╭──
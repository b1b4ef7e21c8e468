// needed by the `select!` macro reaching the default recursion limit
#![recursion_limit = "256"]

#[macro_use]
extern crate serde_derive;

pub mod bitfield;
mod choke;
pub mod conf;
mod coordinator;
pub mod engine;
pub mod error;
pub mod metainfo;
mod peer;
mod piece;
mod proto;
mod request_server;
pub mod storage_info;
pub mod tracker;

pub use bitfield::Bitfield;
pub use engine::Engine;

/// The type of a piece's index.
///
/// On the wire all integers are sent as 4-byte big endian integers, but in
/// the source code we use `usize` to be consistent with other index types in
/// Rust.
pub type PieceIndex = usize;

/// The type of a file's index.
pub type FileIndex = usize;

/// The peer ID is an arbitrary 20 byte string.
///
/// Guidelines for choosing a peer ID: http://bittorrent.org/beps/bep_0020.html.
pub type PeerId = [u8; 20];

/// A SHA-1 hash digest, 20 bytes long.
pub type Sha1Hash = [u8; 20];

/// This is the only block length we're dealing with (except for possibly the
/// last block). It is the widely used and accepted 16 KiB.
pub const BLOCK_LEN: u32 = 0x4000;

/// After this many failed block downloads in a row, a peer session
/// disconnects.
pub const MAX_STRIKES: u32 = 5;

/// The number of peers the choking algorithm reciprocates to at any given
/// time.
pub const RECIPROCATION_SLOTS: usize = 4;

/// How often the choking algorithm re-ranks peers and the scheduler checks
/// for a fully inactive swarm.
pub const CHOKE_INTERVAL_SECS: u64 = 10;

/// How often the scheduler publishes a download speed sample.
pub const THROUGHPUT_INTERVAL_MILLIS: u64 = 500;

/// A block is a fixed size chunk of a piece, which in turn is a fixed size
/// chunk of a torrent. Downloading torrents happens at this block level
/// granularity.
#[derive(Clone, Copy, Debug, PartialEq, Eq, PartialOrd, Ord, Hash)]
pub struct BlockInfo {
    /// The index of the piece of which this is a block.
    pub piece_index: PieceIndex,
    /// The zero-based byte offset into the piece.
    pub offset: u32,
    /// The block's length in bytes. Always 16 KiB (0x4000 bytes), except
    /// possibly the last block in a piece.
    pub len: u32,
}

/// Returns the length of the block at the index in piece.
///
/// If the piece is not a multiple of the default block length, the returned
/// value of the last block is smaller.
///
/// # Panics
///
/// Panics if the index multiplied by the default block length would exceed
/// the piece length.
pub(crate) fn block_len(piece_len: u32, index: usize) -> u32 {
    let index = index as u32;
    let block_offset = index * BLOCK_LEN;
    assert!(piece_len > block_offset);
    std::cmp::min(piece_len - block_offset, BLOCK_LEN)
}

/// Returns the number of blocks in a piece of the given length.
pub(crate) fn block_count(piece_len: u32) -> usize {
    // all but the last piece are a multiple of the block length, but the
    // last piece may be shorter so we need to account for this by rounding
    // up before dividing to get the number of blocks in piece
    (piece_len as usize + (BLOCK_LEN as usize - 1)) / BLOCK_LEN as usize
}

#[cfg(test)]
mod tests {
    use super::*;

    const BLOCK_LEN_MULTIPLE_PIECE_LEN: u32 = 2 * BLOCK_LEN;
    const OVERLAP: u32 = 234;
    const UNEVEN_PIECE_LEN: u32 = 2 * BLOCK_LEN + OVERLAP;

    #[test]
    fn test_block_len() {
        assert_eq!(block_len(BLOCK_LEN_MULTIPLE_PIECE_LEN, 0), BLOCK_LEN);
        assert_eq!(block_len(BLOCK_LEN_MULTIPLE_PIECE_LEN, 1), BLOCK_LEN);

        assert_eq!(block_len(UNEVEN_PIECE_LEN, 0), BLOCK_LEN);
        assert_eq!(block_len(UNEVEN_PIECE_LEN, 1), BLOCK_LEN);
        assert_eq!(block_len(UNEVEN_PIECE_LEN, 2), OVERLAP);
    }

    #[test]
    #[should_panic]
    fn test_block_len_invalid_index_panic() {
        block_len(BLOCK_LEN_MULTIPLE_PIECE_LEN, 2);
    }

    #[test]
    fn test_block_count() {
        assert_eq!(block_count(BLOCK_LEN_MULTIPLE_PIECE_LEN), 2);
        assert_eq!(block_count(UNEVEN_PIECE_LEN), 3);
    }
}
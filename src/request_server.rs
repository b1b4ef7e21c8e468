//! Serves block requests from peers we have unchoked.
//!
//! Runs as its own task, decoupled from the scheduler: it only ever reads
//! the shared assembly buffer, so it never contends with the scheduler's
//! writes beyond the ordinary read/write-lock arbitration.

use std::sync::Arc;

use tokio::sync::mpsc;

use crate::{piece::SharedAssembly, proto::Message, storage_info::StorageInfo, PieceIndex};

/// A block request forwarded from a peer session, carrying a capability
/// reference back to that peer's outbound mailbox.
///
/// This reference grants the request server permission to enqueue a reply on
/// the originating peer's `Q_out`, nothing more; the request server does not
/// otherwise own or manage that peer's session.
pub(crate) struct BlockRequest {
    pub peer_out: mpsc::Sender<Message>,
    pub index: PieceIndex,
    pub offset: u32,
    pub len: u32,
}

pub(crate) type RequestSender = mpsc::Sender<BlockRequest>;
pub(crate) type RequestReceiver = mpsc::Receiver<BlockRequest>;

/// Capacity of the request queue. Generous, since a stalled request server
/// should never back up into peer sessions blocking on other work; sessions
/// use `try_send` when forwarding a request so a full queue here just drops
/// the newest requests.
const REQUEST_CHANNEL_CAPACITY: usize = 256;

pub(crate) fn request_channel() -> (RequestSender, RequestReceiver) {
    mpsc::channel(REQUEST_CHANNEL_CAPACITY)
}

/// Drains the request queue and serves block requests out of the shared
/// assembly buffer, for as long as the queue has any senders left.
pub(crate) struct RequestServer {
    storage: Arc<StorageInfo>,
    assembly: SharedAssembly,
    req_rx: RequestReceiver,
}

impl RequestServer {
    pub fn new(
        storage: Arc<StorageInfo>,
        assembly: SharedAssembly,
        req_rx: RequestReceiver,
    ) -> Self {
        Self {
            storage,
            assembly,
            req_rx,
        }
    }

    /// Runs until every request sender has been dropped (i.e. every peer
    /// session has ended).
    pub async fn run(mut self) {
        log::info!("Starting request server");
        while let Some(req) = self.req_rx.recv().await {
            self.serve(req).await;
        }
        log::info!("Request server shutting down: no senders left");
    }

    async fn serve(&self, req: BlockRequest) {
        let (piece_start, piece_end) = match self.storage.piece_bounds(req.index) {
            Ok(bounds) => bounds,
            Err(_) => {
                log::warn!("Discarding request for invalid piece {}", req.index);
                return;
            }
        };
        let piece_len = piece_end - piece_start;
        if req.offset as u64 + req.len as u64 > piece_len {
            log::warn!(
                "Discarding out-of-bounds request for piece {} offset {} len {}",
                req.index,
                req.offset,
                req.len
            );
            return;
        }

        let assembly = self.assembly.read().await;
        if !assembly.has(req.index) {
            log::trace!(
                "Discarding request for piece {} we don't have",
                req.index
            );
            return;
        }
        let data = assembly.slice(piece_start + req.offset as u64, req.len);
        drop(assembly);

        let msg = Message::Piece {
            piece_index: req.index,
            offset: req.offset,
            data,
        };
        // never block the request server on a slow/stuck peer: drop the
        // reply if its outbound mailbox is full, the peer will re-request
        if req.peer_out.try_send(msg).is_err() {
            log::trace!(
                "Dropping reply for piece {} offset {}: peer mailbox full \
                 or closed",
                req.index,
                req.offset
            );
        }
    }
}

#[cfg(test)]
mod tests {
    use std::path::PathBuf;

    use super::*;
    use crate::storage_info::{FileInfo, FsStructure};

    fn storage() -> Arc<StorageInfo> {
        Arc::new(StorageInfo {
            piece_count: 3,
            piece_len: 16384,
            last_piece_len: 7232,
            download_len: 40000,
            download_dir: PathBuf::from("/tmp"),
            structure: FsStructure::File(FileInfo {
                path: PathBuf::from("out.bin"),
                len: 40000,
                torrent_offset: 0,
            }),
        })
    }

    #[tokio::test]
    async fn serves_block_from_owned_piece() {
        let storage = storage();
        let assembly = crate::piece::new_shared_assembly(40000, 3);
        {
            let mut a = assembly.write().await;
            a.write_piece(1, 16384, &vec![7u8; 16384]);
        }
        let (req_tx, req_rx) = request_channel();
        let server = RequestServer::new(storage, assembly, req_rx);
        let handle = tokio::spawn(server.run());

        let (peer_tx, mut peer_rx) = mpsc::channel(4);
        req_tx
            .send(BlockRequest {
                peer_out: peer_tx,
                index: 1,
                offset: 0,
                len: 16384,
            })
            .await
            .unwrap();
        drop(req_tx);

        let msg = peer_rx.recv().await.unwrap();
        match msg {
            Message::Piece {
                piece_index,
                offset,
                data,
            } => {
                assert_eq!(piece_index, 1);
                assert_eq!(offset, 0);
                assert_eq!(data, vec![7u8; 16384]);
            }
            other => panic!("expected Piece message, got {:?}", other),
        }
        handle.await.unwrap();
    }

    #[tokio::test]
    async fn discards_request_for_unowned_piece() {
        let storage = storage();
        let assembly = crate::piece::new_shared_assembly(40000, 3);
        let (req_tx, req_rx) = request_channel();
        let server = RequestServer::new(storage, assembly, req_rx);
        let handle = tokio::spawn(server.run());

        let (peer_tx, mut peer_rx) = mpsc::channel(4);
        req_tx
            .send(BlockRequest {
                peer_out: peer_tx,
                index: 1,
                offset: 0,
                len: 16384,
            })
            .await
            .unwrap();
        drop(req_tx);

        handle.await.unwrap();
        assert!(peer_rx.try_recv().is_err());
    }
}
╰──
EXERCISE REQUIREMENTS: Would you copy every line of the entries in which "chunk" appears?

THE COMPLETED TASK:
/// A block is a fixed size chunk of a piece, which in turn is a fixed size
/// chunk of a torrent. Downloading torrents happens at this block level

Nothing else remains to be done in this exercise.